- Extracted entries:

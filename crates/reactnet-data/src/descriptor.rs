//! Typed unit descriptors: the resolved, canonical-unit output of one block.
//!
//! Descriptors are plain values. Once built they are handed to network
//! assembly and never modified.

use crate::resolver::GasState;
use reactnet_core::id::StreamId;
use serde::Serialize;

// ===========================================================================
// Reactor vocabulary
// ===========================================================================

#[derive(Debug, Clone, Copy, PartialEq, Eq, Serialize)]
pub enum ReactorType {
    /// Perfectly-stirred reactor.
    Psr,
    /// Plug-flow reactor.
    Pfr,
}

#[derive(Debug, Clone, Copy, PartialEq, Eq, Hash, Serialize)]
pub enum Phase {
    Gas,
    Liquid,
}

#[derive(Debug, Clone, Copy, PartialEq, Eq, Serialize)]
pub enum EnergyMode {
    Isothermal,
    Adiabatic,
    HeatExchanger,
}

impl std::fmt::Display for EnergyMode {
    fn fmt(&self, f: &mut std::fmt::Formatter<'_>) -> std::fmt::Result {
        let name = match self {
            EnergyMode::Isothermal => "Isothermal",
            EnergyMode::Adiabatic => "Adiabatic",
            EnergyMode::HeatExchanger => "HeatExchanger",
        };
        f.write_str(name)
    }
}

/// What drives the size of a reactor. Exactly one form is accepted.
#[derive(Debug, Clone, Copy, PartialEq, Serialize)]
pub enum Sizing {
    /// s; the volume is derived downstream from the flow.
    ResidenceTime(f64),
    /// m3, PSR only.
    Volume(f64),
    /// m, PFR only.
    Tube { diameter: f64, length: f64 },
}

/// Heat exchange with the surroundings.
#[derive(Debug, Clone, Copy, PartialEq, Serialize)]
pub enum HeatExchange {
    /// Zero exchange coefficient.
    None,
    /// W/K
    Ua(f64),
    /// W/m2/K, multiplied by the exchange area during assembly.
    Coefficient(f64),
}

impl HeatExchange {
    /// Global exchange coefficient in W/K for a reactor with `area` m2 of
    /// exchange surface. Zero when there is no exchange.
    pub fn ua(self, area: f64) -> f64 {
        match self {
            HeatExchange::None => 0.0,
            HeatExchange::Ua(ua) => ua,
            HeatExchange::Coefficient(u) => u * area,
        }
    }
}

// ===========================================================================
// Descriptors
// ===========================================================================

#[derive(Debug, Clone, PartialEq, Serialize)]
pub struct ReactorDescriptor {
    pub name: String,
    pub reactor_type: ReactorType,
    pub phase: Phase,
    pub energy: EnergyMode,
    /// Pa
    pub pressure: f64,
    /// K; always set for isothermal reactors.
    pub temperature: Option<f64>,
    pub sizing: Sizing,
    pub heat_exchange: HeatExchange,
    pub inlet: StreamId,
    pub outlet: StreamId,
}

/// Outlet `i` of a phase splitter: the phase label and stream at index `i`.
#[derive(Debug, Clone, Copy, PartialEq, Eq, Serialize)]
pub struct PhaseOutlet {
    pub phase: Phase,
    pub stream: StreamId,
}

#[derive(Debug, Clone, PartialEq, Serialize)]
pub struct PhaseSplitterDescriptor {
    pub name: String,
    pub inlet: StreamId,
    pub outlets: Vec<PhaseOutlet>,
}

#[derive(Debug, Clone, PartialEq, Serialize)]
pub struct InletDescriptor {
    pub name: String,
    pub stream: StreamId,
    /// kg/s
    pub mass_flow_rate: f64,
    /// One state per composition (several with a list of equivalence ratios).
    pub states: Vec<GasState>,
}

#[derive(Debug, Clone, PartialEq, Serialize)]
pub struct MixerDescriptor {
    pub name: String,
    pub inlets: Vec<StreamId>,
    pub outlet: StreamId,
}

#[derive(Debug, Clone, Copy, PartialEq, Serialize)]
pub struct SplitOutlet {
    pub stream: StreamId,
    pub fraction: f64,
}

#[derive(Debug, Clone, PartialEq, Serialize)]
pub struct SplitterDescriptor {
    pub name: String,
    pub inlet: StreamId,
    pub outlets: Vec<SplitOutlet>,
}

/// The resolved output of one configuration block.
#[derive(Debug, Clone, PartialEq, Serialize)]
#[serde(tag = "kind")]
pub enum UnitDescriptor {
    Reactor(ReactorDescriptor),
    PhaseSplitter(PhaseSplitterDescriptor),
    Inlet(InletDescriptor),
    Mixer(MixerDescriptor),
    Splitter(SplitterDescriptor),
}

impl UnitDescriptor {
    pub fn name(&self) -> &str {
        match self {
            UnitDescriptor::Reactor(r) => &r.name,
            UnitDescriptor::PhaseSplitter(p) => &p.name,
            UnitDescriptor::Inlet(i) => &i.name,
            UnitDescriptor::Mixer(m) => &m.name,
            UnitDescriptor::Splitter(s) => &s.name,
        }
    }

    /// Streams entering the unit. Inlets have none.
    pub fn inlet_streams(&self) -> Vec<StreamId> {
        match self {
            UnitDescriptor::Reactor(r) => vec![r.inlet],
            UnitDescriptor::PhaseSplitter(p) => vec![p.inlet],
            UnitDescriptor::Inlet(_) => Vec::new(),
            UnitDescriptor::Mixer(m) => m.inlets.clone(),
            UnitDescriptor::Splitter(s) => vec![s.inlet],
        }
    }

    /// Streams leaving the unit, in outlet order.
    pub fn outlet_streams(&self) -> Vec<StreamId> {
        match self {
            UnitDescriptor::Reactor(r) => vec![r.outlet],
            UnitDescriptor::PhaseSplitter(p) => p.outlets.iter().map(|o| o.stream).collect(),
            UnitDescriptor::Inlet(i) => vec![i.stream],
            UnitDescriptor::Mixer(m) => vec![m.outlet],
            UnitDescriptor::Splitter(s) => s.outlets.iter().map(|o| o.stream).collect(),
        }
    }

    pub fn as_reactor(&self) -> Option<&ReactorDescriptor> {
        match self {
            UnitDescriptor::Reactor(r) => Some(r),
            _ => None,
        }
    }

    pub fn as_inlet(&self) -> Option<&InletDescriptor> {
        match self {
            UnitDescriptor::Inlet(i) => Some(i),
            _ => None,
        }
    }

    pub fn as_phase_splitter(&self) -> Option<&PhaseSplitterDescriptor> {
        match self {
            UnitDescriptor::PhaseSplitter(p) => Some(p),
            _ => None,
        }
    }
}
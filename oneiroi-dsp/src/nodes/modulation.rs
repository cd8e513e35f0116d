//! Block-rate LFO.

use core::f32::consts::TAU;

use crate::config::EngineConfig;
use crate::dsp::helpers::crossfade;
use crate::dsp::{fast_sin, XorShift32};
use crate::node::ControlStage;
use crate::patch::{ClockSource, Patch};

const MIN_HZ: f32 = 0.05;
/// Octaves above [`MIN_HZ`] at full speed.
const SPEED_OCTAVES: f32 = 8.0;
/// `mod_type` value that selects the last shape.
const TYPE_RANGE: f32 = 0.8;

#[derive(Clone, Copy, Debug, PartialEq, Eq)]
pub enum Shape {
    Sine,
    Triangle,
    Saw,
    Square,
    SampleAndHold,
}

impl Shape {
    pub const ALL: [Shape; 5] = [
        Shape::Sine,
        Shape::Triangle,
        Shape::Saw,
        Shape::Square,
        Shape::SampleAndHold,
    ];

    /// Bipolar value at `phase` in `0..1`.
    pub fn value(self, phase: f32, held: f32) -> f32 {
        match self {
            Shape::Sine => fast_sin(TAU * phase),
            Shape::Triangle => 1.0 - 4.0 * libm::fabsf(phase - 0.5),
            Shape::Saw => 2.0 * phase - 1.0,
            Shape::Square => {
                if phase < 0.5 {
                    1.0
                } else {
                    -1.0
                }
            }
            Shape::SampleAndHold => held,
        }
    }
}

/// Morphing LFO that publishes `state.mod_value` once per block.
///
/// `mod_type` sweeps continuously through [`Shape::ALL`], crossfading
/// neighbours. A new random level is drawn for sample-and-hold every cycle.
/// Ticks from an external clock restart the cycle.
pub struct Modulation {
    sample_rate: f32,
    phase: f32,
    held: f32,
    rng: XorShift32,
}

impl Modulation {
    pub fn new(config: &EngineConfig) -> Self {
        Modulation {
            sample_rate: config.sample_rate,
            phase: 0.0,
            held: 0.0,
            rng: XorShift32::default(),
        }
    }

    pub fn frequency(speed: f32) -> f32 {
        MIN_HZ * libm::exp2f(speed.clamp(0.0, 1.0) * SPEED_OCTAVES)
    }

    pub fn phase(&self) -> f32 {
        self.phase
    }

    /// Unscaled output for a given `mod_type`.
    pub fn shape_value(&self, mod_type: f32) -> f32 {
        let last = Shape::ALL.len() - 1;
        let morph = (mod_type / TYPE_RANGE).clamp(0.0, 1.0) * last as f32;
        let lower = (morph as usize).min(last - 1);
        let t = morph - lower as f32;
        let a = Shape::ALL[lower].value(self.phase, self.held);
        let b = Shape::ALL[lower + 1].value(self.phase, self.held);
        crossfade(a, b, t)
    }
}

impl ControlStage for Modulation {
    fn process(&mut self, patch: &mut Patch, frames: usize) {
        if patch.state.clock_source == ClockSource::External && patch.state.clock_tick {
            self.phase = 0.0;
            self.held = self.rng.next_bipolar();
        }
        self.phase += Self::frequency(patch.ctrls.mod_speed) * frames as f32 / self.sample_rate;
        if self.phase >= 1.0 {
            self.phase -= libm::floorf(self.phase);
            self.held = self.rng.next_bipolar();
        }
        patch.state.mod_value = self.shape_value(patch.ctrls.mod_type) * patch.ctrls.mod_level;
    }
}

#[cfg(test)]
mod tests {
    use super::*;
    use crate::nodes::testing::small_config;

    #[test]
    fn shapes_at_quarter_phase() {
        assert!((Shape::Sine.value(0.25, 0.0) - 1.0).abs() < 1e-4);
        assert_eq!(Shape::Triangle.value(0.5, 0.0), 1.0);
        assert_eq!(Shape::Triangle.value(0.0, 0.0), -1.0);
        assert_eq!(Shape::Saw.value(0.75, 0.0), 0.5);
        assert_eq!(Shape::Square.value(0.75, 0.0), -1.0);
        assert_eq!(Shape::SampleAndHold.value(0.3, 0.42), 0.42);
    }

    #[test]
    fn speed_range() {
        assert_eq!(Modulation::frequency(0.0), MIN_HZ);
        assert!((Modulation::frequency(1.0) - 12.8).abs() < 1e-4);
    }

    #[test]
    fn publishes_scaled_value() {
        let config = small_config();
        let mut patch = Patch::new(&config);
        let mut lfo = Modulation::new(&config);
        patch.ctrls.mod_type = 0.2; // pure triangle
        patch.ctrls.mod_level = 0.5;
        patch.ctrls.mod_speed = 1.0;
        let mut peak = 0.0f32;
        for _ in 0..1_000 {
            lfo.process(&mut patch, config.max_block_size);
            assert!((0.0..1.0).contains(&lfo.phase()));
            peak = peak.max(patch.state.mod_value.abs());
        }
        assert!(peak <= 0.5 + 1e-6);
        assert!(peak > 0.45);
    }

    #[test]
    fn external_tick_restarts_cycle() {
        let config = small_config();
        let mut patch = Patch::new(&config);
        let mut lfo = Modulation::new(&config);
        patch.ctrls.mod_level = 1.0;
        for _ in 0..10 {
            lfo.process(&mut patch, 32);
        }
        assert!(lfo.phase() > 0.0);
        patch.state.clock_source = ClockSource::External;
        patch.state.clock_tick = true;
        lfo.process(&mut patch, 32);
        let expected = Modulation::frequency(patch.ctrls.mod_speed) * 32.0 / config.sample_rate;
        assert!((lfo.phase() - expected).abs() < 1e-6);
    }
}
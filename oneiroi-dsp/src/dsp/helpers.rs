//! Small shared DSP helpers.

use core::f32::consts::TAU;

/// Exponential-feel mapping of a 0..1 control: `x²`.
#[inline]
pub fn map_expo(x: f32) -> f32 {
    x * x
}

/// Frequency ratio for an interval in semitones.
#[inline]
pub fn semitones_to_ratio(semitones: f32) -> f32 {
    libm::exp2f(semitones / 12.0)
}

#[inline]
pub fn clamp(x: f32, min: f32, max: f32) -> f32 {
    if x < min {
        min
    } else if x > max {
        max
    } else {
        x
    }
}

/// Linear crossfade from `a` (t = 0) to `b` (t = 1).
#[inline]
pub fn crossfade(a: f32, b: f32, t: f32) -> f32 {
    a + (b - a) * t
}

/// One-pole low-pass smoother.
#[derive(Clone, Copy, Debug, Default)]
pub struct OnePole {
    coefficient: f32,
    z: f32,
}

impl OnePole {
    pub fn new(cutoff: f32, sample_rate: f32) -> Self {
        let mut f = OnePole::default();
        f.set_cutoff(cutoff, sample_rate);
        f
    }

    pub fn set_cutoff(&mut self, cutoff: f32, sample_rate: f32) {
        self.coefficient = 1.0 - libm::expf(-TAU * cutoff / sample_rate);
    }

    /// Set the smoothing coefficient directly (`1` passes the input through).
    pub fn set_coefficient(&mut self, coefficient: f32) {
        self.coefficient = clamp(coefficient, 0.0, 1.0);
    }

    #[inline]
    pub fn process(&mut self, x: f32) -> f32 {
        self.z += self.coefficient * (x - self.z);
        self.z
    }

    pub fn value(&self) -> f32 {
        self.z
    }

    pub fn reset(&mut self) {
        self.z = 0.0;
    }
}

/// Tilt EQ built on a one-pole split.
///
/// `tilt` 0 keeps only the lows, 1 only the highs, 0.5 is flat.
#[derive(Clone, Copy, Debug, Default)]
pub struct Tilt {
    split: OnePole,
    low_gain: f32,
    high_gain: f32,
}

impl Tilt {
    pub fn new(split_hz: f32, sample_rate: f32) -> Self {
        let mut t = Tilt {
            split: OnePole::new(split_hz, sample_rate),
            ..Default::default()
        };
        t.set_tilt(0.5);
        t
    }

    pub fn set_tilt(&mut self, tilt: f32) {
        let tilt = clamp(tilt, 0.0, 1.0);
        self.low_gain = clamp(2.0 * (1.0 - tilt), 0.0, 1.0);
        self.high_gain = clamp(2.0 * tilt, 0.0, 1.0);
    }

    #[inline]
    pub fn process(&mut self, x: f32) -> f32 {
        let low = self.split.process(x);
        low * self.low_gain + (x - low) * self.high_gain
    }
}
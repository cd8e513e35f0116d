//! Multi-mode stereo filter.

use crate::arena::Arena;
use crate::buffer::StereoBuffer;
use crate::config::EngineConfig;
use crate::dsp::{DelayLine, StereoBiquadFilter};
use crate::error::Result;
use crate::node::StereoProcessor;
use crate::patch::Patch;

/// Cutoff at full knob travel.
pub const MAX_CUTOFF_HZ: f32 = 22_000.0;
pub const MIN_CUTOFF_HZ: f32 = 20.0;

const COMB_MAX_FEEDBACK: f32 = 0.95;

#[derive(Clone, Copy, Debug, PartialEq, Eq)]
pub enum FilterMode {
    LowPass,
    BandPass,
    HighPass,
    Comb,
}

impl FilterMode {
    /// Four equal bands over `0..1`.
    pub fn from_control(x: f32) -> Self {
        if x < 0.25 {
            FilterMode::LowPass
        } else if x < 0.5 {
            FilterMode::BandPass
        } else if x < 0.75 {
            FilterMode::HighPass
        } else {
            FilterMode::Comb
        }
    }
}

/// Shared-coefficient stereo biquad with a feedback comb as fourth mode.
///
/// The wet signal is crossfaded against the dry one by `filter_vol`.
pub struct Filter<'a> {
    biquad: StereoBiquadFilter<'a>,
    combs: [DelayLine<'a>; 2],
    sample_rate: f32,
    mode: FilterMode,
}

impl<'a> Filter<'a> {
    pub fn create(arena: &mut Arena<'a>, config: &EngineConfig) -> Result<Self> {
        // Room for the comb period at the lowest cutoff.
        let comb_frames = DelayLine::frames_for(MIN_CUTOFF_HZ, config.sample_rate);
        Ok(Filter {
            biquad: StereoBiquadFilter::create(arena, config.sample_rate, 1)?,
            combs: [
                DelayLine::create(arena, comb_frames)?,
                DelayLine::create(arena, comb_frames)?,
            ],
            sample_rate: config.sample_rate,
            mode: FilterMode::LowPass,
        })
    }

    pub fn mode(&self) -> FilterMode {
        self.mode
    }

    /// Cutoff in Hz for a normalised control.
    pub fn cutoff_hz(&self, cutoff: f32) -> f32 {
        (cutoff * MAX_CUTOFF_HZ).clamp(MIN_CUTOFF_HZ, 0.45 * self.sample_rate)
    }

    fn process_comb(&mut self, buffer: &mut StereoBuffer<'_>, fc: f32, resonance: f32, vol: f32) {
        let delay = (self.sample_rate / fc - 1.0).max(0.0);
        let feedback = resonance * COMB_MAX_FEEDBACK;
        let makeup = 1.0 - feedback;
        let (left, right) = buffer.stereo_mut();
        for (line, samples) in self.combs.iter_mut().zip([left, right]) {
            for s in samples.iter_mut() {
                let x = *s;
                let y = x + feedback * line.read_frac(delay);
                line.write(y);
                *s = x + (y * makeup - x) * vol;
            }
        }
    }
}

impl StereoProcessor for Filter<'_> {
    fn process(&mut self, patch: &Patch, buffer: &mut StereoBuffer<'_>) {
        let c = &patch.ctrls;
        let mode = FilterMode::from_control(c.filter_mode);
        if mode != self.mode {
            self.biquad.reset();
            self.mode = mode;
        }
        let cutoff = patch.modulated_unit(
            c.filter_cutoff,
            c.filter_cutoff_mod_amount,
            patch.cvs.filter_cutoff,
            c.filter_cutoff_cv_amount,
        );
        let resonance = patch.modulated_unit(
            c.filter_resonance,
            c.filter_resonance_mod_amount,
            patch.cvs.filter_resonance,
            c.filter_resonance_cv_amount,
        );
        let fc = self.cutoff_hz(cutoff);
        let q = 0.5 + 9.5 * resonance;
        let vol = c.filter_vol;

        match mode {
            FilterMode::LowPass => self.biquad.set_low_pass(fc, q),
            FilterMode::BandPass => self.biquad.set_band_pass(fc, q),
            FilterMode::HighPass => self.biquad.set_high_pass(fc, q),
            FilterMode::Comb => {
                self.process_comb(buffer, fc, resonance, vol);
                return;
            }
        }

        let (left, right) = buffer.stereo_mut();
        for (ch, samples) in [left, right].into_iter().enumerate() {
            if let Some(mut worker) = self.biquad.channel(ch) {
                for s in samples.iter_mut() {
                    let x = *s;
                    let wet = worker.process_sample(x);
                    *s = x + (wet - x) * vol;
                }
            }
        }
    }
}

- To do: Up to and including the line with "pub enum ReactorType", output each line of the entries above exactly, starting from the first.

- Reply to the task:
filename crates/reactnet-data/src/descriptor.rs
//! Typed unit descriptors: the resolved, canonical-unit output of one block.
//!
//! Descriptors are plain values. Once built they are handed to network
//! assembly and never modified.

use crate::resolver::GasState;
use reactnet_core::id::StreamId;
use serde::Serialize;

// ===========================================================================
// Reactor vocabulary
// ===========================================================================

#[derive(Debug, Clone, Copy, PartialEq, Eq, Serialize)]
pub enum ReactorType {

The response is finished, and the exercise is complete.